■ **Study material**:
"""

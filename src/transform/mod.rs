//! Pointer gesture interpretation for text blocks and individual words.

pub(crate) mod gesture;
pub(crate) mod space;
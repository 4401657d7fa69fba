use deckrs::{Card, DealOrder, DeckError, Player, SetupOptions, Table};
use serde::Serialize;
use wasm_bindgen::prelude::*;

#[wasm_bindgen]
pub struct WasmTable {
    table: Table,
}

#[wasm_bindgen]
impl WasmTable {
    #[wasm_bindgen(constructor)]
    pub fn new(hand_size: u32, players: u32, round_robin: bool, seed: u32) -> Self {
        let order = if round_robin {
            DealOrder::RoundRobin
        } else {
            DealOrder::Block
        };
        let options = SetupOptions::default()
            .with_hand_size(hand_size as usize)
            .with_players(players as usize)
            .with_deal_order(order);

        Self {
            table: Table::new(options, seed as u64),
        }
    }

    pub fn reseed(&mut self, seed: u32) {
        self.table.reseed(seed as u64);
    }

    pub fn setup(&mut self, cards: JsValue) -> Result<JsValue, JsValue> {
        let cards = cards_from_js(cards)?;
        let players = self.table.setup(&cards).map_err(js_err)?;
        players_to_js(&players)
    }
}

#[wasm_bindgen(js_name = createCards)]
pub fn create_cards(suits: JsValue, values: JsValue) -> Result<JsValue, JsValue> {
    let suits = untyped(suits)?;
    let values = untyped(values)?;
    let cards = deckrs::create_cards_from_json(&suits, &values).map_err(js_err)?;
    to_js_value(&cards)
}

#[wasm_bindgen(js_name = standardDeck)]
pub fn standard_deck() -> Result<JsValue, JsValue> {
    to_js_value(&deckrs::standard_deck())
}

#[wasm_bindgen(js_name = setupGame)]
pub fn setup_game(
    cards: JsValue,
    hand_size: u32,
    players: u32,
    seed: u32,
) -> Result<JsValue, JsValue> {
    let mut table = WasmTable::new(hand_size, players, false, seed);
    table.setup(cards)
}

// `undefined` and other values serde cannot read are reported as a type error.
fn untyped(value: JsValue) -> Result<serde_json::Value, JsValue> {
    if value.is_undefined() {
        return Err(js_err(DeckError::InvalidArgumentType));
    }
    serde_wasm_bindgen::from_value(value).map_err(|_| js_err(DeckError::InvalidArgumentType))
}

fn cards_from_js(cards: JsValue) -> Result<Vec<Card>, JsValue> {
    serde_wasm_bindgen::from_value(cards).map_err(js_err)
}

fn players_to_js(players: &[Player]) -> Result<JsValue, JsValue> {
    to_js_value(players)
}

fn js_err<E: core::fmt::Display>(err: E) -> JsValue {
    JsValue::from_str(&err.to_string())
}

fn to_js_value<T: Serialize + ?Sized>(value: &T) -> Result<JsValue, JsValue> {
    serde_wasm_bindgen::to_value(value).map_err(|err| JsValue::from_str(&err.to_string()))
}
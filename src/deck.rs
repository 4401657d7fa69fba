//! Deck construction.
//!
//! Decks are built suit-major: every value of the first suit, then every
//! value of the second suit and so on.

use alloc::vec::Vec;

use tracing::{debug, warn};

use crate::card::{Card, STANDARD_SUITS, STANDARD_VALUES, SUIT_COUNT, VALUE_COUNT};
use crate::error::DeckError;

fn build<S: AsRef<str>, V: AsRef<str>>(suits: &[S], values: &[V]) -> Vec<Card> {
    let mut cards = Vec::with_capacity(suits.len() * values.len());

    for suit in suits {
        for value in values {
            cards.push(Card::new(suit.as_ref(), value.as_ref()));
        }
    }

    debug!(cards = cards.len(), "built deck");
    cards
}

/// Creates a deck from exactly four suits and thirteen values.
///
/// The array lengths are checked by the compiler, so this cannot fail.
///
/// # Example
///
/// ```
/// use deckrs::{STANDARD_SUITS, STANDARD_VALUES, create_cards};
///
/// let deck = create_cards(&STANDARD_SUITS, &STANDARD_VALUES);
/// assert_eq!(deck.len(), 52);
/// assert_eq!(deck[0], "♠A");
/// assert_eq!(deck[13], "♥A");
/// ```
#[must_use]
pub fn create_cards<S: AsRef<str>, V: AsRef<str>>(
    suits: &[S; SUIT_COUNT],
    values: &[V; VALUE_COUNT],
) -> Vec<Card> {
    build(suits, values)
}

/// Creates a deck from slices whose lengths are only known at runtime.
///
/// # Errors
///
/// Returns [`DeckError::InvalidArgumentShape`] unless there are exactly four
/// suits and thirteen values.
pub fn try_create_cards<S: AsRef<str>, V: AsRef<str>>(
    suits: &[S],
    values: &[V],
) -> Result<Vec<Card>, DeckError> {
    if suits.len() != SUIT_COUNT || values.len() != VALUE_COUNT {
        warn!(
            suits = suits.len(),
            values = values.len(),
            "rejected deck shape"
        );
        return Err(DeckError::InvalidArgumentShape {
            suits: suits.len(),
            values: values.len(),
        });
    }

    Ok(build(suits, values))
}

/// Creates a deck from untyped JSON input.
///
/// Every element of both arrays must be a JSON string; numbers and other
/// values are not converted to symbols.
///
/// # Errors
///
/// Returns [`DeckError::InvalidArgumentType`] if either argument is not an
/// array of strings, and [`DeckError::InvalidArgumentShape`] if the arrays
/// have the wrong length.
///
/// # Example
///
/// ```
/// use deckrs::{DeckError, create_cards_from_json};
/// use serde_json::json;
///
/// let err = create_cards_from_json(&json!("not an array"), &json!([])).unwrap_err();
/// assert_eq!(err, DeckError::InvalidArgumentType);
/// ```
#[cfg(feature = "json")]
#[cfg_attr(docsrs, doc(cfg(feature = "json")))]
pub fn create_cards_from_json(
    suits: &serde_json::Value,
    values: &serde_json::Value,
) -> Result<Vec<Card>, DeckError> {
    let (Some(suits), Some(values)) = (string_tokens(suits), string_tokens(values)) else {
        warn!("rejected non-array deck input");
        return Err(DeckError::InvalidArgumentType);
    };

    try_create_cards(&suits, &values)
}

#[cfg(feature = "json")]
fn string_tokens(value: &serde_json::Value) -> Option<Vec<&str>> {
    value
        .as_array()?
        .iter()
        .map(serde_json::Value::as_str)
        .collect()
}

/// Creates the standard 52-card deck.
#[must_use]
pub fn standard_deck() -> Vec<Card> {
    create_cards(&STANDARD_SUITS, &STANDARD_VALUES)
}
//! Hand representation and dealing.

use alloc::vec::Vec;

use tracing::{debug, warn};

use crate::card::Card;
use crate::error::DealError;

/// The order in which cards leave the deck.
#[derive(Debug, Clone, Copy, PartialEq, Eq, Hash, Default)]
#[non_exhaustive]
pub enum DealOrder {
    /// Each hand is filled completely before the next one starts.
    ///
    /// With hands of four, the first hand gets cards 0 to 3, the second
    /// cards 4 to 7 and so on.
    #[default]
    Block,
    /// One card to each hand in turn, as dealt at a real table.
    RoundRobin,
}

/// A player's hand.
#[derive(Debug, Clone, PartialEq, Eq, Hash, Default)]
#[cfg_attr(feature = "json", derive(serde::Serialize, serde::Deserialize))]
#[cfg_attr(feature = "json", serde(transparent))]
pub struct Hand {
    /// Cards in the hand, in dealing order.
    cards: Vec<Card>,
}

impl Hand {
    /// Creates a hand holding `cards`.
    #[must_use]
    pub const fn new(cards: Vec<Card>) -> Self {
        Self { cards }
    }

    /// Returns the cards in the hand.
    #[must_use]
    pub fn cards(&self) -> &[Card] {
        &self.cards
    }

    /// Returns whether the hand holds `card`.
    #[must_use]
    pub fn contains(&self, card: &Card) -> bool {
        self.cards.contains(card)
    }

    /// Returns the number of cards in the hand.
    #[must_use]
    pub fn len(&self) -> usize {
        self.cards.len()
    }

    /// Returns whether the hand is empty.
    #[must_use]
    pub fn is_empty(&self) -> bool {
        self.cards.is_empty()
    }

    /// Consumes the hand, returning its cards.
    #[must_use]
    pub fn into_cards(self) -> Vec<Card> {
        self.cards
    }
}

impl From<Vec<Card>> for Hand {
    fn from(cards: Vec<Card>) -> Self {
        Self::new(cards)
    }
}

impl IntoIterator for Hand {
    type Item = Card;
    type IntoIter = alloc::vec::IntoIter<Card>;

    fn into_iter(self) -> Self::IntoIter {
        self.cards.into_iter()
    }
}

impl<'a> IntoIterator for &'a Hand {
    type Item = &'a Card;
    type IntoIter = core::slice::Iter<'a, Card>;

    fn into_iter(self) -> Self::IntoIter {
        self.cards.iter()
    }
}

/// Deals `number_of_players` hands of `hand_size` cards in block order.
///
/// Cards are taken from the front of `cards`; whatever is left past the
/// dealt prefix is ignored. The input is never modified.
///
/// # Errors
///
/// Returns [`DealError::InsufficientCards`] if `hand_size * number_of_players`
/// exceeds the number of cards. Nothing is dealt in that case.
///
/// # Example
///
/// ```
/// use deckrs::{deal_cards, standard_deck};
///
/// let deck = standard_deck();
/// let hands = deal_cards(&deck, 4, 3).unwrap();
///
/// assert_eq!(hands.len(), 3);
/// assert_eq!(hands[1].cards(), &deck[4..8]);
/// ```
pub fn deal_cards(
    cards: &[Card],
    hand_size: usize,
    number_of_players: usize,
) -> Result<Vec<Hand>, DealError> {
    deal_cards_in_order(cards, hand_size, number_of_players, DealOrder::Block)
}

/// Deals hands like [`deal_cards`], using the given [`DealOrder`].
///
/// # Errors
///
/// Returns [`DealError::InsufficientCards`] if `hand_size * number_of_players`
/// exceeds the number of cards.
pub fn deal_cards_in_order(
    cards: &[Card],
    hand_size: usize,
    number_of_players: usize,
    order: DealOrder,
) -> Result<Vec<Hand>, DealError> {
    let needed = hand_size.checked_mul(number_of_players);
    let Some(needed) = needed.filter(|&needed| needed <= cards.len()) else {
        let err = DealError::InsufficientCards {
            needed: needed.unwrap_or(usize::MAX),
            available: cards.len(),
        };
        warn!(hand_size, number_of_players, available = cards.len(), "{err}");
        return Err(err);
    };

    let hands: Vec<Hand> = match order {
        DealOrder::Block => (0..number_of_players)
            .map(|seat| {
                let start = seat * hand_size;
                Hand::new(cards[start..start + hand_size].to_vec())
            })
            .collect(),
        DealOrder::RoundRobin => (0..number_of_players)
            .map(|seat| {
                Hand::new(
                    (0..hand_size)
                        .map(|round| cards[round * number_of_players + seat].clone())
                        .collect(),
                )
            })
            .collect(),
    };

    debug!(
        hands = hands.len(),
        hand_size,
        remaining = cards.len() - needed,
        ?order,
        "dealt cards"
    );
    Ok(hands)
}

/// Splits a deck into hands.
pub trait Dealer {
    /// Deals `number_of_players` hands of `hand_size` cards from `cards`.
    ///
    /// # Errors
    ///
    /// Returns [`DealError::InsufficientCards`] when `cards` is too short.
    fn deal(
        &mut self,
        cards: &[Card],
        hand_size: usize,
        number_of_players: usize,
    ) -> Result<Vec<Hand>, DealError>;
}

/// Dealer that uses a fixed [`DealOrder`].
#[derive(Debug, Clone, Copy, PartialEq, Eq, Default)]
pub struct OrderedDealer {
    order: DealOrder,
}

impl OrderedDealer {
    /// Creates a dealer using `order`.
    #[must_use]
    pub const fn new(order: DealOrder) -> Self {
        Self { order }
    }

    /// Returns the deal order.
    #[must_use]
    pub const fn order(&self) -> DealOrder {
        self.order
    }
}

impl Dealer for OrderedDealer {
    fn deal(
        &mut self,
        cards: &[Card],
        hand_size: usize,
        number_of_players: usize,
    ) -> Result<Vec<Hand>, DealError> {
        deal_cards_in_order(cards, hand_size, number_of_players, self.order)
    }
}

"""

■ **Exercise goal**: Note every line above where the string "warn" shows up, and copy those lines.

■ **Output of the task**:
use tracing::{debug, warn};
        warn!(
        warn!("rejected non-array deck input");
use tracing::{debug, warn};
        warn!(hand_size, number_of_players, available = cards.len(), "{err}");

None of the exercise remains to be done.